Effects of intradermal injection of various GAGs and related molecules on antigen-induced PE and PMNA
UH (5–100 u site−1, n=5), Fragmin (F, 10–250 u site−1, n=6) and PGA (140–3000 μg site−1, n=5) had no significant effect on antigen-induced PE or PMNA responses (data not shown). In the same animals, the highest dose of each of these substances significantly inhibited PLL-induced responses included as positive controls. Dextran sulphate (MW 10,000, 556 μg site−1), significantly inhibited antigen-induced PE and, at all doses tested, significantly inhibited PMNA (Figure 2a). At a high dose of 3000 μg site−1, DS inhibited both PE and PMNA in response to PLL (Figure 2a). The non-charged molecule, dextran (in the dose range 140–3000 μg site−1), at MWs of either 10,000 or 500,000 (both n=5) had no significant effect on antigen-induced responses (data not shown).
Measurement of interaction of GAGs and related molecules with PLL or antigen
UH, Fragmin, dextran sulphate, PGA, NDSH and ODSH all caused precipitation of PLL (Figure 3a,b). Absorbance values for saline, AT and PLL ranged between 0.0318 and 0.0427. Upon mixture with PLL, UH gave the lowest maximum change in absorbance (0.28) and ODSH and NDSH the highest (0.89 and 0.81 respectively). Dextran sulphate, Fragmin and PGA produced Δ absorbance values of between 0.4 and 0.5. Peak absorbance measurements were found to occur at a concentration of 250 u ml−1 (∼1.4 mg ml−1) for UH, 1000 u ml−1 (∼5.6 mg ml−1) for Fragmin, 1 mg ml−1 for ODSH and PGA, 5 mg ml−1 for NDSH and dextran sulphate (Figure 3a,b).
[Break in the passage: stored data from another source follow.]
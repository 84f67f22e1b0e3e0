//! Component types.
//!
//! A component is any `Send + Sync + Default` value. Chunks store components
//! without knowing their type, so registration captures what type-erased
//! storage needs: a layout, a way to build a default value in place and a
//! way to drop one.

use std::{alloc::Layout, any::TypeId, fmt};

use hashbrown::HashMap;
use rustc_hash::FxBuildHasher;

use crate::error::{EcsError, EcsResult};

/// Anything storable in a chunk column.
///
/// Task bodies read columns from worker threads, hence `Send + Sync`.
pub trait Component: Send + Sync + 'static {}

impl<T: Send + Sync + 'static> Component for T {}

/// Dense per-world component identifier, handed out in registration order.
#[derive(Clone, Copy, PartialEq, Eq, Hash, PartialOrd, Ord)]
pub struct ComponentId(u32);

impl ComponentId {
    #[must_use]
    pub const fn from_raw(id: u32) -> Self {
        Self(id)
    }

    #[must_use]
    pub const fn as_raw(self) -> u32 {
        self.0
    }

    const fn index(self) -> usize {
        self.0 as usize
    }
}

impl fmt::Debug for ComponentId {
    fn fmt(&self, f: &mut fmt::Formatter<'_>) -> fmt::Result {
        write!(f, "c{}", self.0)
    }
}

/// In-place lifecycle of one concrete type, behind raw pointers.
#[derive(Clone, Copy)]
struct Lifecycle {
    construct: unsafe fn(*mut u8),
    destruct: Option<unsafe fn(*mut u8)>,
}

impl Lifecycle {
    fn of<T: Default>() -> Self {
        unsafe fn construct<T: Default>(slot: *mut u8) {
            unsafe { slot.cast::<T>().write(T::default()) };
        }
        unsafe fn destruct<T>(slot: *mut u8) {
            unsafe { slot.cast::<T>().drop_in_place() };
        }

        Self {
            construct: construct::<T>,
            destruct: std::mem::needs_drop::<T>().then_some(destruct::<T> as unsafe fn(*mut u8)),
        }
    }
}

/// Layout and lifecycle of a registered component type.
#[derive(Clone)]
pub struct ComponentInfo {
    id: ComponentId,
    type_id: TypeId,
    name: &'static str,
    layout: Layout,
    lifecycle: Lifecycle,
}

impl ComponentInfo {
    #[must_use]
    pub fn of<T: Component + Default>(id: ComponentId) -> Self {
        Self {
            id,
            type_id: TypeId::of::<T>(),
            name: std::any::type_name::<T>(),
            layout: Layout::new::<T>(),
            lifecycle: Lifecycle::of::<T>(),
        }
    }

    #[must_use]
    pub const fn id(&self) -> ComponentId {
        self.id
    }

    /// Rust type name, for logs and errors.
    #[must_use]
    pub const fn name(&self) -> &'static str {
        self.name
    }

    #[must_use]
    pub const fn layout(&self) -> Layout {
        self.layout
    }

    #[must_use]
    pub const fn size(&self) -> usize {
        self.layout.size()
    }

    #[must_use]
    pub const fn align(&self) -> usize {
        self.layout.align()
    }

    #[must_use]
    pub const fn needs_drop(&self) -> bool {
        self.lifecycle.destruct.is_some()
    }

    #[must_use]
    pub fn is<T: 'static>(&self) -> bool {
        self.type_id == TypeId::of::<T>()
    }

    /// Construct the default value at `slot`.
    ///
    /// # Safety
    ///
    /// `slot` is aligned and writable for this type and holds no live value.
    pub unsafe fn write_default(&self, slot: *mut u8) {
        unsafe { (self.lifecycle.construct)(slot) };
    }

    /// Drop the value at `slot`. It must not be read again afterwards.
    ///
    /// # Safety
    ///
    /// `slot` holds a live value of this type.
    pub unsafe fn drop_in_place(&self, slot: *mut u8) {
        if let Some(destruct) = self.lifecycle.destruct {
            unsafe { destruct(slot) };
        }
    }
}

impl fmt::Debug for ComponentInfo {
    fn fmt(&self, f: &mut fmt::Formatter<'_>) -> fmt::Result {
        write!(f, "{:?} {} ({}b/{})", self.id, self.name, self.size(), self.align())
    }
}

/// Maps Rust types to component ids. Ids index straight into `infos`.
#[derive(Default)]
pub struct ComponentRegistry {
    by_type: HashMap<TypeId, ComponentId, FxBuildHasher>,
    infos: Vec<ComponentInfo>,
}

impl ComponentRegistry {
    #[must_use]
    pub fn new() -> Self {
        Self::default()
    }

    /// Id of `T`, registering it first if needed.
    pub fn register<T: Component + Default>(&mut self) -> ComponentId {
        let next = ComponentId(self.infos.len() as u32);
        let id = *self.by_type.entry(TypeId::of::<T>()).or_insert(next);

        if id == next {
            let info = ComponentInfo::of::<T>(id);
            tracing::debug!(component = info.name(), ?id, size = info.size(), "registered component");
            self.infos.push(info);
        }
        id
    }

    #[must_use]
    pub fn get_id<T: 'static>(&self) -> Option<ComponentId> {
        self.by_type.get(&TypeId::of::<T>()).copied()
    }

    #[must_use]
    pub fn get_info(&self, id: ComponentId) -> Option<&ComponentInfo> {
        self.infos.get(id.index())
    }

    /// Infos for `ids`, in the same order.
    pub fn infos_for(&self, ids: &[ComponentId]) -> EcsResult<Vec<ComponentInfo>> {
        ids.iter()
            .map(|&id| self.get_info(id).cloned().ok_or(EcsError::UnknownComponentId(id)))
            .collect()
    }

    #[must_use]
    pub fn len(&self) -> usize {
        self.infos.len()
    }

    #[must_use]
    pub fn is_empty(&self) -> bool {
        self.infos.is_empty()
    }

    pub fn iter(&self) -> impl Iterator<Item = &ComponentInfo> {
        self.infos.iter()
    }
}

impl fmt::Debug for ComponentRegistry {
    fn fmt(&self, f: &mut fmt::Formatter<'_>) -> fmt::Result {
        f.debug_list().entries(&self.infos).finish()
    }
}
Neither UH nor dextran sulphate produced an observable precipitate when mixed with extract of Alternaria tenuis (AT) and absorbance measurements of these mixtures were not significantly different from those produced by antigen alone (Figure 3c).
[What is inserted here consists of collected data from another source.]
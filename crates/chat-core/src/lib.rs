//! # chat-core
//!
//! Entities and value objects mirrored from the remote chat platform.
//! Pure data: no I/O, no runtime, no wire framing.

pub mod entities;
pub mod value_objects;

// Re-export commonly used types at crate root
pub use entities::{
    Activity, ActivityType, Channel, ChannelType, Emoji, Guild, GuildMember, Message, Presence,
    Reaction, ReactionEmoji, Role, Status, User, VoiceState,
};
pub use value_objects::{Intents, Permissions, Snowflake, SnowflakeParseError};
Effects of intradermal injection of various GAGs and related molecules on fMLP-and LTB4-induced PE and PMNA
I.d. injection of UH (100 u site−1) had no significant inhibitory effect on PE or PMNA responses, measured at 45 min or 3 h, induced by fMLP or LTB4, although PLL-induced responses were significantly reduced. Similarly, PGA (556 μg or 1.5 mg site−1) had no effect on fMLP- or LTB4-induced responses, but significantly reduced PLL-induced responses (data not shown). Dextran sulphate (556 μg site−1) significantly inhibited PMNA (30890±5990 to 24730±5915 cells site−1, P<0.05) but not PE induced by LTB4. PLL-induced responses were also significantly inhibited (PE: 88.2±8.5 to 10.0±2.6 μl site−1, P<0.05, PMNA: 8840±1269 to 1193±62 cells site−1, P<0.01). At 3 mg site−1 dextran sulphate significantly inhibited both PE and PMNA in response to i.d. injection of fMLP (P<0.001; P<0.05) and LTB4 (P<0.05; P<0.01, Figure 2b). No precipitate was formed upon mixture of the relevant concentrations of DS with fMLP or LTB4 (data not shown).
Intravenous pretreatment
Effects of intravenous injection of various GAGs and related molecules on responses measured at 45 min
UH at doses of 10, 100, 1000 (all n=5, data not shown) and 5000 u kg−1 (Figure 4a) had no significant inhibitory effect on PE or PMNA responses to fMLP, LTB4, PAF or PLL. In fact, with 5000 u kg−1, the PE response to PLL was significantly increased (Figure 4a), although we have no explanation for this observation, since no such effect was seen with a dose of 10,000 u kg−1. At 10,000 u kg−1 fMLP-induced PE (P<0.05) and PMNA (P<0.01) and LTB4-induced PMNA (P<0.001) were significantly inhibited, whilst PAF- and PLL-induced responses were unaffected (Figure 4b). I.v. pretreatment with DS at 25 mg kg−1 (which, by mass, approximates to 5000 u kg−1 of UH), significantly inhibited fMLP- and LTB4-induced PE (P<0.05, P<0.01) and PMNA (P<0.05) and PMN accumulation in response to PLL (P<0.01). However, PAF-induced responses were unaffected (Figure 4a).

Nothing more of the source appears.